> [EXERCISE MATERIAL]
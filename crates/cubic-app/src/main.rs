// SPDX-License-Identifier: CEPL-1.0
#![deny(unsafe_op_in_unsafe_fn)]
use std::path::PathBuf;

use anyhow::{Context, Result};
use clap::Parser;
use cubic_core::init_tracing;
use cubic_platform::{present_size, to_present_size};
use cubic_present::Presenter;
use cubic_present_vk::{DeviceReport, NegotiationConfig, VkPresenter, VkVsyncMode};
use tracing::{error, info, warn};

use cubic_platform::winit::{
    application::ApplicationHandler,
    dpi::PhysicalSize,
    event::{ElementState, WindowEvent},
    event_loop::{ActiveEventLoop, ControlFlow, EventLoop},
    keyboard::{KeyCode, PhysicalKey},
    window::{Window, WindowId},
};

mod config;

use config::{load_or_default, AppCfg};

#[derive(Parser, Debug)]
#[command(author, version, about, long_about = None)]
struct Args {
    /// Configuration file
    #[arg(long, default_value = "cubic.toml")]
    config: PathBuf,
    /// Force the Vulkan validation layer on
    #[arg(long)]
    validation: bool,
    /// Print every device's suitability and exit
    #[arg(long)]
    list_devices: bool,
    /// Exit right after negotiation
    #[arg(long)]
    once: bool,
}

struct App {
    cfg: AppCfg,
    negotiation: NegotiationConfig,
    list_devices: bool,
    once: bool,

    // Presenter must go before the window it was built from.
    presenter: Option<VkPresenter>,
    window: Option<Window>,
    failure: Option<anyhow::Error>,
}

impl App {
    fn bail(&mut self, event_loop: &ActiveEventLoop, e: anyhow::Error) {
        error!("{e:#}");
        self.failure = Some(e);
        self.presenter = None;
        self.window = None;
        event_loop.exit();
    }

    fn open_window(&self, event_loop: &ActiveEventLoop) -> Result<Window> {
        let w = &self.cfg.window;
        event_loop
            .create_window(
                Window::default_attributes()
                    .with_title(w.title.clone())
                    .with_inner_size(PhysicalSize::new(w.width.max(1), w.height.max(1))),
            )
            .context("create_window")
    }
}

#[derive(Clone, Copy, Debug, PartialEq, Eq)]
enum PresentKey {
    ToggleVsync,
    CycleVsyncMode,
}

// V: vsync on/off, M: fifo <-> mailbox
fn present_key(code: KeyCode) -> Option<PresentKey> {
    match code {
        KeyCode::KeyV => Some(PresentKey::ToggleVsync),
        KeyCode::KeyM => Some(PresentKey::CycleVsyncMode),
        _ => None,
    }
}

fn next_vsync_mode(mode: VkVsyncMode) -> VkVsyncMode {
    match mode {
        VkVsyncMode::Fifo => VkVsyncMode::Mailbox,
        VkVsyncMode::Mailbox => VkVsyncMode::Fifo,
    }
}

fn print_reports(reports: &[DeviceReport]) {
    for r in reports {
        let verdict = match &r.verdict {
            Ok(q) if q.is_shared() => format!("suitable (graphics+present family {})", q.graphics()),
            Ok(q) => format!(
                "suitable (graphics family {}, present family {})",
                q.graphics(),
                q.present()
            ),
            Err(e) => format!("rejected: {e}"),
        };
        println!(
            "[{}] {} ({:?}): {}",
            r.index, r.identity.name, r.identity.device_type, verdict
        );
    }
}

impl ApplicationHandler for App {
    fn resumed(&mut self, event_loop: &ActiveEventLoop) {
        if self.window.is_some() {
            return;
        }
        event_loop.set_control_flow(ControlFlow::Wait);

        let window = match self.open_window(event_loop) {
            Ok(w) => w,
            Err(e) => return self.bail(event_loop, e),
        };

        if self.list_devices {
            match cubic_present_vk::survey(&window, &window, &self.negotiation) {
                Ok(reports) => print_reports(&reports),
                Err(e) => return self.bail(event_loop, e),
            }
            event_loop.exit();
            return;
        }

        let mut size = present_size(&window);
        size.width = size.width.max(1);
        size.height = size.height.max(1);

        match VkPresenter::new(&window, &window, size, &self.negotiation) {
            Ok(p) => {
                info!(
                    "presenting on {} ({} images)",
                    p.selected().identity.name,
                    p.chain().map_or(0, |c| c.image_count())
                );
                self.presenter = Some(p);
                self.window = Some(window);
            }
            Err(e) => return self.bail(event_loop, e.context("Vulkan presentation setup")),
        }

        if self.once {
            info!("--once: negotiation done, exiting");
            self.presenter = None;
            self.window = None;
            event_loop.exit();
        }
    }

    fn window_event(
        &mut self,
        event_loop: &ActiveEventLoop,
        window_id: WindowId,
        event: WindowEvent,
    ) {
        if let Some(window) = &self.window {
            if window_id != window.id() {
                return;
            }
        }

        match event {
            WindowEvent::CloseRequested => {
                info!("CloseRequested");
                self.presenter = None;
                self.window = None;
                event_loop.exit();
            }

            WindowEvent::Resized(new_size) => {
                let size = to_present_size(new_size);
                info!("Resized → {}x{}", size.width, size.height);
                if size.is_empty() {
                    return;
                }
                if let Some(p) = &mut self.presenter {
                    if let Err(e) = p.resize(size) {
                        error!("swapchain recreation failed: {e:#}");
                    }
                }
            }

            WindowEvent::KeyboardInput { event, .. }
                if event.state == ElementState::Pressed && !event.repeat =>
            {
                let PhysicalKey::Code(code) = event.physical_key else {
                    return;
                };
                let Some(p) = &mut self.presenter else {
                    return;
                };
                match present_key(code) {
                    Some(PresentKey::ToggleVsync) => {
                        self.negotiation.vsync = !self.negotiation.vsync;
                        info!("vsync = {}", self.negotiation.vsync);
                        p.set_vsync(self.negotiation.vsync);
                    }
                    Some(PresentKey::CycleVsyncMode) => {
                        self.negotiation.vsync_mode = next_vsync_mode(self.negotiation.vsync_mode);
                        info!("vsync mode = {:?}", self.negotiation.vsync_mode);
                        p.set_vsync_mode(self.negotiation.vsync_mode);
                    }
                    None => {}
                }
            }

            _ => {}
        }
    }
}

fn main() -> Result<()> {
    let args = Args::parse();
    let (cfg, fallback) = load_or_default(&args.config);

    init_tracing(&cfg.debug.log_filter);
    if let Some(why) = fallback {
        warn!("{why}; using defaults");
    }

    let event_loop: EventLoop<()> = EventLoop::new()?;
    let mut app = App {
        negotiation: cfg.negotiation(args.validation),
        cfg,
        list_devices: args.list_devices,
        once: args.once,
        presenter: None,
        window: None,
        failure: None,
    };

    event_loop.run_app(&mut app)?;
    match app.failure {
        Some(e) => Err(e),
        None => Ok(()),
    }
}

> [WHAT YOU WILL DO] Restate exactly the records above from their first line through the line that holds "use cubic_present::Presenter;", please, including both and leaving out all others.

> [TASK RESULT]
filename crates/cubic-app/src/main.rs
// SPDX-License-Identifier: CEPL-1.0
#![deny(unsafe_op_in_unsafe_fn)]
use std::path::PathBuf;

use anyhow::{Context, Result};
use clap::Parser;
use cubic_core::init_tracing;
use cubic_platform::{present_size, to_present_size};
use cubic_present::Presenter;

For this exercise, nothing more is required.